Only a month prior to Gosnell’s conviction, nurses at a Planned Parenthood in Delaware described eerily similar conditions that they called “ridiculously unsafe,” including five botched abortions in five weeks, unwashed operating tables, and bloody drainage from women all over.  A nationwide report that reviewed 227 abortion providers in 32 states discovered 1,400 health and safety deficiencies committed from 2008 to 2016. The most common was the “failure to ensure a safe and sanitary environment and to follow infection control policies – found at 130 clinics in 22 states.

Even beyond the horrors of such facilities for women lie the human beings who are taken apart inside them. The women have their hearts and mother-yearnings laid bare and spilled out on the linoleum of abortion chains across the nation. The babies – born or unborn, they are still babies – who may not be snipped across their necks,  are certainly torn and rent in pieces. Science has proven that many of these babies can feel pain, and abortion doctors have testified to pulling out hearts still beating and small, intact faces.

Such gruesome accounts sound like something straight from the Brothers Grimm, but they take place down the street from our homes, our churches, and our businesses every day. Dr. Anthony Levatino, who performed over 1,000 abortions before quitting, describes a D&E abortion – the most common second-trimester abortion procedure performed in the United States.

“You feel something let go, and out pops a fully formed leg, about 4 to 5 inches long. Reach in again and grasp whatever you can…. You can then extract the skull pieces. If you have a really bad day like I often did, a little face may come out and stare back at you.”

That violent injustice happens at Planned Parenthood clinics every day.
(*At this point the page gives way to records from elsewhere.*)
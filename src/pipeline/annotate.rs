use crate::config::GeoConfig;
use crate::geo::distance_between;
use crate::models::{Coordinate, GeoAnnotation, MatchSource, RegionMatch, StationDistance};

/// Work out which region a listing is in and how far it is from transit.
///
/// Without a coordinate every field stays at its default: no station, no
/// region, not near transit. The neighborhood text fallback is only consulted
/// for geotagged listings whose point fell outside every configured region.
pub fn annotate(coordinate: Option<Coordinate>, location_text: &str, geo: &GeoConfig) -> GeoAnnotation {
    let Some(point) = coordinate else {
        return GeoAnnotation::default();
    };

    // Overlapping regions resolve to the first one in config order, the same
    // rule the neighborhood fallback uses. Region lists written for the old
    // last-match-wins behavior must be reversed.
    let region = geo
        .regions
        .iter()
        .find(|region| region.contains(point))
        .map(|region| RegionMatch {
            name: region.name.clone(),
            source: MatchSource::Geometry,
        })
        .or_else(|| match_neighborhood(location_text, &geo.neighborhoods));

    let mut nearest: Option<StationDistance> = None;
    let mut near_transit = false;
    for station in &geo.stations {
        let distance = distance_between(station.coordinate, point);
        if nearest.as_ref().map_or(true, |n| distance < n.distance_miles) {
            nearest = Some(StationDistance {
                name: station.name.clone(),
                distance_miles: distance,
            });
        }
        if distance < geo.max_transit_distance {
            near_transit = true;
        }
    }

    GeoAnnotation {
        nearest_station: nearest,
        near_transit,
        region,
    }
}

/// First configured neighborhood whose name appears in the location text.
fn match_neighborhood(location_text: &str, neighborhoods: &[String]) -> Option<RegionMatch> {
    let location = location_text.to_lowercase();
    neighborhoods
        .iter()
        .find(|hood| !hood.is_empty() && location.contains(&hood.to_lowercase()))
        .map(|hood| RegionMatch {
            name: hood.clone(),
            source: MatchSource::Neighborhood,
        })
}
While Gosnell’s House of Horrors is no more, we cannot shut our eyes to the horrors we keep with us, beside us, among us. Horror is still horror – whether it is committed in a dank, dirty, leaking office or behind white, bleached walls with signs tinted pink.
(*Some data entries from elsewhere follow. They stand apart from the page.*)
use async_trait::async_trait;
use rental_scout::config::Config;
use rental_scout::error::{NotifyError, SourceError, StoreError};
use rental_scout::geo::{Region, TransitStation};
use rental_scout::models::{Bucket, Coordinate, PersistedListing, PetPolicy, RawListing};
use rental_scout::notify::Notifier;
use rental_scout::sources::{ListingResult, ListingSource, SearchQuery};
use rental_scout::store::{ListingStore, MemoryStore, SqliteStore};
use rental_scout::{Scout, Supervisor};
use std::collections::HashMap;
use std::sync::{Arc, Mutex};
use std::time::Duration;

const LAWRENCE: Coordinate = Coordinate::new(37.370444, -121.996069);

/// Serves canned results per area; a missing area is a failed search.
#[derive(Default)]
struct ScriptedSource {
    areas: Mutex<HashMap<String, Vec<Scripted>>>,
}

#[derive(Clone)]
enum Scripted {
    Listing(RawListing),
    Broken,
}

impl ScriptedSource {
    fn with_area(self, area: &str, items: Vec<Scripted>) -> Self {
        self.areas.lock().unwrap().insert(area.to_string(), items);
        self
    }
}

#[async_trait]
impl ListingSource for ScriptedSource {
    async fn fetch_listings(&self, query: &SearchQuery) -> Result<Vec<ListingResult>, SourceError> {
        let areas = self.areas.lock().unwrap();
        let items = areas.get(&query.area).ok_or_else(|| SourceError::Status {
            status: 503,
            url: format!("https://sfbay.craigslist.org/search/{}", query.area),
        })?;
        Ok(items
            .iter()
            .take(query.limit)
            .map(|item| match item {
                Scripted::Listing(raw) => Ok(raw.clone()),
                Scripted::Broken => Err(SourceError::Parse {
                    reason: "truncated page".to_string(),
                }),
            })
            .collect())
    }

    fn source_name(&self) -> &'static str {
        "Scripted"
    }
}

#[derive(Default)]
struct RecordingNotifier {
    posts: Mutex<Vec<(String, String)>>,
    fail_containing: Option<String>,
}

impl RecordingNotifier {
    fn posts(&self) -> Vec<(String, String)> {
        self.posts.lock().unwrap().clone()
    }
}

#[async_trait]
impl Notifier for RecordingNotifier {
    async fn post_message(&self, channel: &str, text: &str) -> Result<(), NotifyError> {
        if let Some(marker) = &self.fail_containing {
            if text.contains(marker.as_str()) {
                return Err(NotifyError::Rejected {
                    channel: channel.to_string(),
                    reason: "rate_limited".to_string(),
                });
            }
        }
        self.posts
            .lock()
            .unwrap()
            .push((channel.to_string(), text.to_string()));
        Ok(())
    }
}

/// Store whose lookups always fail.
struct BrokenStore;

#[async_trait]
impl ListingStore for BrokenStore {
    async fn exists(&self, _external_id: &str) -> Result<bool, StoreError> {
        Err(StoreError::Corrupt {
            reason: "disk on fire".to_string(),
        })
    }

    async fn insert(&self, _listing: &PersistedListing) -> Result<(), StoreError> {
        unreachable!("lookups fail first")
    }

    async fn count(&self) -> Result<u64, StoreError> {
        Ok(0)
    }
}

/// Store that loses every insert race: lookups miss, inserts collide.
#[derive(Default)]
struct RacingStore {
    inserts: Mutex<usize>,
}

#[async_trait]
impl ListingStore for RacingStore {
    async fn exists(&self, _external_id: &str) -> Result<bool, StoreError> {
        Ok(false)
    }

    async fn insert(&self, listing: &PersistedListing) -> Result<(), StoreError> {
        *self.inserts.lock().unwrap() += 1;
        Err(StoreError::Duplicate {
            external_id: listing.external_id.clone(),
        })
    }

    async fn count(&self) -> Result<u64, StoreError> {
        Ok(0)
    }
}

fn raw(id: &str, body: &str) -> RawListing {
    RawListing {
        id: id.to_string(),
        url: format!("https://sfbay.craigslist.org/sby/apa/d/listing/{id}.html"),
        title: format!("Listing {id}"),
        price: Some("$1500".to_string()),
        body: body.to_string(),
        location: Some("near downtown".to_string()),
        coordinate: Some(LAWRENCE),
        area: Some("700ft2".to_string()),
        posted_at: "2024-05-26 14:27".to_string(),
        pet_text: None,
    }
}

fn config(regions: Vec<Region>) -> Config {
    let mut config = Config::default();
    config.search.areas = vec!["sby".to_string()];
    config.geo.regions = regions;
    config.geo.neighborhoods = Vec::new();
    config.geo.stations = vec![TransitStation::new("lawrence", 37.370444, -121.996069)];
    config.geo.max_transit_distance = 2.0;
    config
}

fn around_lawrence() -> Region {
    Region::new_box(
        "lawrence_box",
        Coordinate::new(37.36, -122.01),
        Coordinate::new(37.38, -121.98),
    )
}

fn scout(
    config: Config,
    source: ScriptedSource,
    store: Arc<dyn ListingStore>,
    notifier: Arc<RecordingNotifier>,
) -> Scout {
    Scout::new(config, Arc::new(source), store, notifier)
}

#[tokio::test]
async fn test_no_pets_near_transit_is_ignored() {
    let source = ScriptedSource::default().with_area("sby", vec![Scripted::Listing(raw("1", "no pets"))]);
    let store = Arc::new(MemoryStore::new());
    let notifier = Arc::new(RecordingNotifier::default());
    let scout = scout(config(vec![]), source, store.clone(), notifier.clone());

    let report = scout.run_cycle().await.unwrap();

    assert!(report.accepted.is_empty());
    assert_eq!(report.ignored.len(), 1);
    let listing = &report.ignored[0];
    assert_eq!(listing.bucket, Bucket::Ignored);
    assert_eq!(listing.pet_policy, PetPolicy::Disallowed);
    assert!(listing.geo.near_transit);
    assert_eq!(listing.price, 1500.0);

    assert!(store.exists("1").await.unwrap());
    let posts = notifier.posts();
    assert_eq!(posts.len(), 1);
    assert_eq!(posts[0].0, "#housing-ignored");
    assert!(posts[0].1.starts_with("*$1500*, 700 sq ft | :cat::x: | 0.00 mi - *lawrence* |"));
}

#[tokio::test]
async fn test_cats_ok_inside_region_is_accepted() {
    let source = ScriptedSource::default().with_area("sby", vec![Scripted::Listing(raw("2", "cats ok"))]);
    let store = Arc::new(MemoryStore::new());
    let notifier = Arc::new(RecordingNotifier::default());
    let scout = scout(config(vec![around_lawrence()]), source, store, notifier.clone());

    let report = scout.run_cycle().await.unwrap();

    assert_eq!(report.accepted.len(), 1);
    assert!(report.ignored.is_empty());
    assert_eq!(report.accepted[0].pet_policy, PetPolicy::Allowed);
    assert_eq!(report.accepted[0].geo.region_name(), "lawrence_box");

    let posts = notifier.posts();
    assert_eq!(posts.len(), 1);
    assert_eq!(posts[0].0, "#housing");
    assert!(posts[0].1.contains(":cat::smiley_cat:"));
    assert!(posts[0].1.contains("<https://www.google.com/maps/?q=37.370444,-121.996069|map>"));
    assert!(posts[0].1.ends_with("|Listing 2>"));
}

#[tokio::test]
async fn test_missing_location_is_dropped_and_not_persisted() {
    let mut nowhere = raw("3", "cats ok");
    nowhere.location = None;
    let source = ScriptedSource::default().with_area("sby", vec![Scripted::Listing(nowhere)]);
    let store = Arc::new(MemoryStore::new());
    let notifier = Arc::new(RecordingNotifier::default());
    let scout = scout(config(vec![around_lawrence()]), source, store.clone(), notifier.clone());

    let report = scout.run_cycle().await.unwrap();
    assert!(report.accepted.is_empty());
    assert!(report.ignored.is_empty());
    assert_eq!(report.stats.missing_location, 1);
    assert!(!store.exists("3").await.unwrap());
    assert!(notifier.posts().is_empty());

    // Seen again next cycle, since nothing was recorded.
    let report = scout.run_cycle().await.unwrap();
    assert_eq!(report.stats.missing_location, 1);
    assert_eq!(report.stats.already_seen, 0);
}

#[tokio::test]
async fn test_listings_are_processed_once() {
    let source = ScriptedSource::default().with_area("sby", vec![Scripted::Listing(raw("4", "cats ok"))]);
    let store = Arc::new(SqliteStore::in_memory().await.unwrap());
    let notifier = Arc::new(RecordingNotifier::default());
    let scout = scout(config(vec![around_lawrence()]), source, store.clone(), notifier.clone());

    let first = scout.run_cycle().await.unwrap();
    assert_eq!(first.accepted.len(), 1);

    let second = scout.run_cycle().await.unwrap();
    assert!(second.accepted.is_empty());
    assert!(second.ignored.is_empty());
    assert_eq!(second.stats.already_seen, 1);
    assert_eq!(second.stats.stored_total, 1);

    assert_eq!(store.count().await.unwrap(), 1);
    assert_eq!(notifier.posts().len(), 1);
}

#[tokio::test]
async fn test_listing_recorded_concurrently_counts_as_seen() {
    let source = ScriptedSource::default().with_area("sby", vec![Scripted::Listing(raw("6", "cats ok"))]);
    let store = Arc::new(RacingStore::default());
    let notifier = Arc::new(RecordingNotifier::default());
    let scout = scout(config(vec![around_lawrence()]), source, store.clone(), notifier.clone());

    let report = scout.run_cycle().await.unwrap();

    assert!(report.accepted.is_empty());
    assert!(report.ignored.is_empty());
    assert_eq!(report.stats.already_seen, 1);
    assert_eq!(report.stats.fetched, 1);
    assert_eq!(*store.inserts.lock().unwrap(), 1);
    assert!(notifier.posts().is_empty());
}

#[tokio::test]
async fn test_reposts_sharing_a_link_are_both_novel() {
    let first = raw("7", "cats ok");
    let mut repost = raw("8", "cats ok");
    repost.url = first.url.clone();
    let source = ScriptedSource::default().with_area(
        "sby",
        vec![Scripted::Listing(first), Scripted::Listing(repost)],
    );
    let store = Arc::new(SqliteStore::in_memory().await.unwrap());
    let notifier = Arc::new(RecordingNotifier::default());
    let scout = scout(config(vec![around_lawrence()]), source, store.clone(), notifier.clone());

    let report = scout.run_cycle().await.unwrap();

    assert_eq!(report.accepted.len(), 2);
    assert_eq!(report.stats.already_seen, 0);
    assert_eq!(report.stats.stored_total, 2);
    assert!(store.exists("8").await.unwrap());
    assert_eq!(notifier.posts().len(), 2);
}

#[tokio::test]
async fn test_ignored_listings_are_still_recorded() {
    let mut far = raw("5", "cats ok");
    far.coordinate = Some(Coordinate::new(38.5, -121.5));
    let source = ScriptedSource::default().with_area("sby", vec![Scripted::Listing(far)]);
    let store = Arc::new(MemoryStore::new());
    let scout = scout(
        config(vec![around_lawrence()]),
        source,
        store.clone(),
        Arc::new(RecordingNotifier::default()),
    );

    let report = scout.run_cycle().await.unwrap();
    assert_eq!(report.ignored.len(), 1);
    assert!(!report.ignored[0].geo.near_transit);
    assert!(store.exists("5").await.unwrap());
}

#[tokio::test]
async fn test_broken_items_and_failed_areas_are_skipped() {
    let mut config = config(vec![around_lawrence()]);
    config.search.areas = vec!["sby".to_string(), "pen".to_string(), "eby".to_string()];
    let source = ScriptedSource::default()
        .with_area(
            "sby",
            vec![
                Scripted::Broken,
                Scripted::Listing(raw("6", "cats ok")),
                Scripted::Broken,
            ],
        )
        .with_area("eby", vec![Scripted::Listing(raw("7", "no pet"))]);
    let notifier = Arc::new(RecordingNotifier::default());
    let scout = scout(config, source, Arc::new(MemoryStore::new()), notifier.clone());

    let report = scout.run_cycle().await.unwrap();

    assert_eq!(report.stats.fetch_errors, 2);
    assert_eq!(report.stats.areas_failed, 1);
    assert_eq!(report.stats.fetched, 2);
    assert_eq!(report.accepted.len(), 1);
    assert_eq!(report.ignored.len(), 1);
    assert_eq!(notifier.posts().len(), 2);
}

#[tokio::test]
async fn test_failed_post_does_not_block_later_posts() {
    let source = ScriptedSource::default().with_area(
        "sby",
        vec![
            Scripted::Listing(raw("8", "cats ok")),
            Scripted::Listing(raw("9", "cats ok")),
            Scripted::Listing(raw("10", "no pets")),
        ],
    );
    let notifier = Arc::new(RecordingNotifier {
        fail_containing: Some("|Listing 8>".to_string()),
        ..RecordingNotifier::default()
    });
    let scout = scout(config(vec![around_lawrence()]), source, Arc::new(MemoryStore::new()), notifier.clone());

    let report = scout.run_cycle().await.unwrap();

    assert_eq!(report.accepted.len(), 2);
    assert_eq!(report.stats.notify_failures, 1);
    let posts = notifier.posts();
    assert_eq!(posts.len(), 2);
    assert!(posts[0].1.ends_with("|Listing 9>"));
    assert_eq!(posts[1].0, "#housing-ignored");
}

#[tokio::test]
async fn test_area_limit_is_respected() {
    let items = (0..30)
        .map(|i| Scripted::Listing(raw(&format!("l{i}"), "quiet")))
        .collect();
    let source = ScriptedSource::default().with_area("sby", items);
    let scout = scout(
        config(vec![]),
        source,
        Arc::new(MemoryStore::new()),
        Arc::new(RecordingNotifier::default()),
    );

    let report = scout.run_cycle().await.unwrap();
    assert_eq!(report.stats.fetched, 20);
    assert_eq!(report.ignored.len(), 20);
}

#[tokio::test]
async fn test_store_failure_fails_the_cycle() {
    let source = ScriptedSource::default().with_area("sby", vec![Scripted::Listing(raw("11", "cats ok"))]);
    let scout = scout(
        config(vec![]),
        source,
        Arc::new(BrokenStore),
        Arc::new(RecordingNotifier::default()),
    );

    let err = scout.run_cycle().await.unwrap_err();
    assert!(format!("{err:#}").contains("disk on fire"));
}

#[tokio::test(start_paused = true)]
async fn test_supervisor_keeps_going_after_failed_cycles() {
    let source = ScriptedSource::default().with_area("sby", vec![Scripted::Listing(raw("12", "cats ok"))]);
    let scout = scout(
        config(vec![]),
        source,
        Arc::new(BrokenStore),
        Arc::new(RecordingNotifier::default()),
    );
    let supervisor = Supervisor::new(scout).with_interval(Duration::from_secs(60));

    let summary = supervisor
        .run(tokio::time::sleep(Duration::from_secs(150)))
        .await;

    assert_eq!(summary.cycles_ok, 0);
    assert_eq!(summary.cycles_failed, 3);
}

#[tokio::test(start_paused = true)]
async fn test_supervisor_stops_on_shutdown() {
    let source = ScriptedSource::default().with_area("sby", vec![Scripted::Listing(raw("13", "cats ok"))]);
    let notifier = Arc::new(RecordingNotifier::default());
    let scout = scout(
        config(vec![around_lawrence()]),
        source,
        Arc::new(MemoryStore::new()),
        notifier.clone(),
    );
    let supervisor = Supervisor::new(scout);

    let summary = supervisor.run(tokio::time::sleep(Duration::from_secs(1))).await;

    assert_eq!(summary.cycles_ok, 1);
    assert_eq!(summary.cycles_failed, 0);
    assert_eq!(notifier.posts().len(), 1);
}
Three policies would go a long way toward preventing these horrors: rigorous clinic inspections; late-term abortion bans that reflect the science of fetal pain; and stopping the flow of tax dollars to the abortion industry. The grim reality of abortion clinics and abortion procedures compels a civilized society to pass laws that protect women and children.

Putting Kermit Gosnell behind bars was the right thing to do.  Far better still to ensure that chambers like his never open in the first place.